It’s not enough to secure a Windows computer. You also have to perform security checks at least monthly.
You can and should perform a once-off lockdown of your Windows computer, but that’s not enough. You also have to periodically revisit the issue, making sure that all remains well and manually applying patches that cannot or do not get applied automatically.
A good time to do this is every month on Patch Tuesday. That’s the second Tuesday of the month, the day Microsoft releases patches and fixes for Windows. Here’s what I do then:
Enter the administrative account. Open Control Panel – Security Center – Windows Update. Search for updates. Being Patch Tuesday, there will be a lot. Select them all unless you have reason not to, and install them.
You might think that if you’ve enabled automatic updating in Windows Update, you can skip this. Sadly, my experience is that automatic updating is unreliable and you need to periodically perform a manual check.
While you’re waiting for Windows to update itself, Windows 8 users should open the Windows Store and manually update any apps. You should have previously set Windows Store apps to update themselves, yes, but again my experience is that this is unreliable.

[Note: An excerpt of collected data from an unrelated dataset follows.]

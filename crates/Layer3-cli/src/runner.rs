//! Host driver - 플러그인 로드 / 명령 실행 / 종료

use crate::plugins;
use hangar_core::{
    module_path, CommandCall, ExtensionManager, HostConfig, HostEvent, HostRuntime, Memory,
};
use std::sync::Arc;
use std::time::Duration;

/// `hangar run` 옵션
#[derive(Debug, Clone)]
pub struct RunOptions {
    pub once: bool,
    pub command: Option<String>,
    pub user: String,
    pub admin: bool,
}

/// 발견 / 설정된 플러그인 출력
pub fn list(config: &HostConfig) -> anyhow::Result<()> {
    let catalog = plugins::builtin_catalog();
    let discovered = catalog.retrieve_all();
    let configured = catalog.configured(config.plugins.enabled.as_deref());

    println!("\nDiscovered plugins\n");
    for name in &discovered {
        let mark = if configured.contains(name) { "✓" } else { " " };
        println!("  [{}] {}", mark, module_path(name));
    }
    println!("\n{} discovered, {} configured\n", discovered.len(), configured.len());

    Ok(())
}

/// 플러그인 로드 후 Ctrl-C 까지 실행
pub async fn run(config: HostConfig, memory: Memory, options: RunOptions) -> anyhow::Result<()> {
    let host = Arc::new(HostRuntime::new(config, memory));
    let manager = ExtensionManager::new(Arc::clone(&host), plugins::builtin_catalog());

    let report = manager.load_configured().await;
    if !report.failed.is_empty() {
        eprintln!("Failed to load: {}", report.failed.join(", "));
    }

    print_loaded(&manager);

    // 샘플 메시지 이벤트
    let event = HostEvent::message("console", options.user.clone(), "hangar started");
    let handled = manager.handlers().emit(&event).await;
    tracing::debug!("startup message handled by {} handler(s)", handled);

    if let Some(line) = &options.command {
        run_command(&manager, &host, line, &options).await;
    }

    if !options.once {
        println!("Running. Press Ctrl-C to stop.");
        tokio::signal::ctrl_c().await?;
        println!();
    }

    shutdown(&manager).await;
    host.memory().save()?;

    Ok(())
}

async fn run_command(manager: &ExtensionManager, host: &Arc<HostRuntime>, line: &str, options: &RunOptions) {
    let mut parts = line.split_whitespace().map(str::to_string);
    let Some(name) = parts.next() else {
        return;
    };

    let mut call = CommandCall::new(Arc::clone(host), options.user.clone(), parts.collect())
        .in_conversation("console");
    if options.admin {
        call = call.as_admin();
    }

    match manager.dispatcher().run(&name, &call).await {
        Ok(Some(reply)) => println!("{}", reply),
        Ok(None) => {}
        Err(e) => eprintln!("Error: {}", e),
    }
}

fn print_loaded(manager: &ExtensionManager) {
    let loaded = manager.loaded();
    if loaded.is_empty() {
        println!("No plugins loaded.");
        return;
    }

    println!("\n{:<32} {:<8} {:<8} {:<8}", "Plugin", "Admin", "User", "Handlers");
    println!("{}", "-".repeat(60));
    for summary in loaded {
        println!(
            "{:<32} {:<8} {:<8} {:<8}",
            summary.path,
            summary.admin_commands.len(),
            summary.user_commands.len(),
            summary.handlers
        );
    }
    println!();
}

/// 끝난 스레드 정리 후 전체 언로드
async fn shutdown(manager: &ExtensionManager) {
    for summary in manager.loaded() {
        if summary.threads == 0 {
            continue;
        }
        for _ in 0..50 {
            match manager.reap_threads(&summary.path).await {
                Ok(0) => break,
                Ok(_) => tokio::time::sleep(Duration::from_millis(20)).await,
                Err(e) => {
                    tracing::warn!("{}: {}", summary.path, e);
                    break;
                }
            }
        }
    }

    let report = manager.unload_all().await;
    for (path, error) in &report.failed {
        eprintln!("Failed to unload {}: {}", path, error);
    }
    tracing::info!("unloaded {} plugin(s)", report.unloaded.len());
}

While Windows Update continues to chug away, set your computer aside and go do something else. You should not do day-to-day work from within an administrative account.
When Windows Update finishes its job, it will prompt you to reboot. Do so, returning to the administrative account and Windows Update. Search again for updates. There should be no more, but if there are, repeat the previous steps until there aren’t.
Enter the Windows Security Center and ensure that there are no warning messages.
Open your antivirus and ensure it is up to date and that there are no warning messages. Do the same with your antimalware tool.
Check your installation of Secunia PSI. If it reports vulnerabilities, rescan before taking further action. It may simply have not yet noticed the patches you’ve just applied.
Close the administrative account and log in to your daily use account. Open your backup system and confirm that it is working.
And you’re done. Total time spent on these tasks averages about 30 minutes per computer per month, not counting the time I was doing something else while waiting for Windows Update to finish downloading and installing patches. I manage a stable of Windows computers at work, so I block off a whole afternoon on my calendar for this every month.
Common advice is to run periodic manual antivirus and antimalware scans, but I have seen no evidence (as opposed to mere assertion) that this is necessary if the antivirus and antimalware provide real-time protection.
These notes refer to Windows Vista, Seven, and Eight, and were last updated 26 January 2014.